Haematopoietic stem cell (HSC) ex vivo gene therapy is now successfully used to treat an in-creasing number of monogenic disorders affecting the blood system. The ultimate efficacy of this therapy depends upon successful targeting of long-term haematopoietic stem cells (LT-HSCs), which are characterised by a predominantly quiescent status and sustained self-renewal capacity. Clinical ex vivo gene therapy protocols target the heterogenous mix of stem and pro-genitor cells encompassed in the CD34+ fraction with a limited understanding of how ex vivo manipulation impacts a purified LT-HSC subset. Importantly, long-term repopulation capacity is lost over culture, although the kinetics and molecular drivers of this process remain unclear. To address these questions, I perform single cell RNA-Seq, in vitro functional assays and in vivo transplantation in a time resolved manner following cord blood (CB) culture in differentiation facilitating conditions and mobilized peripheral blood (mPB) culture during a lentiviral ex vivo gene therapy protocol.

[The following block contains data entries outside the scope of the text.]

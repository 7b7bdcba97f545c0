// SPDX-FileCopyrightText: 2026 Courier Contributors
// SPDX-License-Identifier: MIT OR Apache-2.0

//! Cost calculation and budget enforcement for the Courier delivery engine.
//!
//! - **Pricing**: provider base cost with zone markup, clamped to the zone's fee bounds
//! - **Budget guard**: reserve-then-commit daily/monthly caps for metered channels,
//!   held in the shared database

pub mod budget;
pub mod pricing;

pub use budget::{BudgetCheck, BudgetGuard, Reservation, check_caps};
pub use pricing::{compute_cost, round6};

First, I characterise the molecular impact of a 62 hr lentiviral ex vivo gene therapy protocol on mPB LT-HSC, short-term HSC (ST-HSC) and CD34+ cells. I reveal that the ex vivo protocol dramatically rewires the quiescent LT-HSC transcriptome and demonstrate that the majority of transcriptional changes are attributed to the culture conditions rather than lentiviral transduction.

Secondly, I refine the kinetics associated with HSC functional attrition over the first complete cell cycle ex vivo. Long-term repopulation capacity is maintained for the first 6 hr irrespective of HSC source or tested culture conditions. I identify the 6 hr time-point as encompassing an adaptation period where LT-HSCs are rapidly responding to the instructive signals of culture and is molecularly underpinned by transient upregulation of cell stress response signalling. Follow-ing the 6 hr time-point, long-term repopulation capacity drops dramatically by 24 hr in CB culture and 62 hr in mPB culture. Loss of HSC function is correlated with reduced survival, cell cycle progression (late G1-M), sharp upregulation of MYC and a reduced ability to resolve proteostatic stress. Taken together, my results demonstrate that the 6 to 24 hr transition point is instrumental for the determination of LT-HSC cell fate ex vivo.

Finally, using an ex vivo culture system of reversible early G1 arrest, I formally test whether cell cycle progression drives loss of self-renewal capacity in culture. Long-term in vivo transplantation approaches conclusively establish that cell cycle progression is not responsible for the loss of long-term repopulation capacity associated with clinically relevant HSC culture.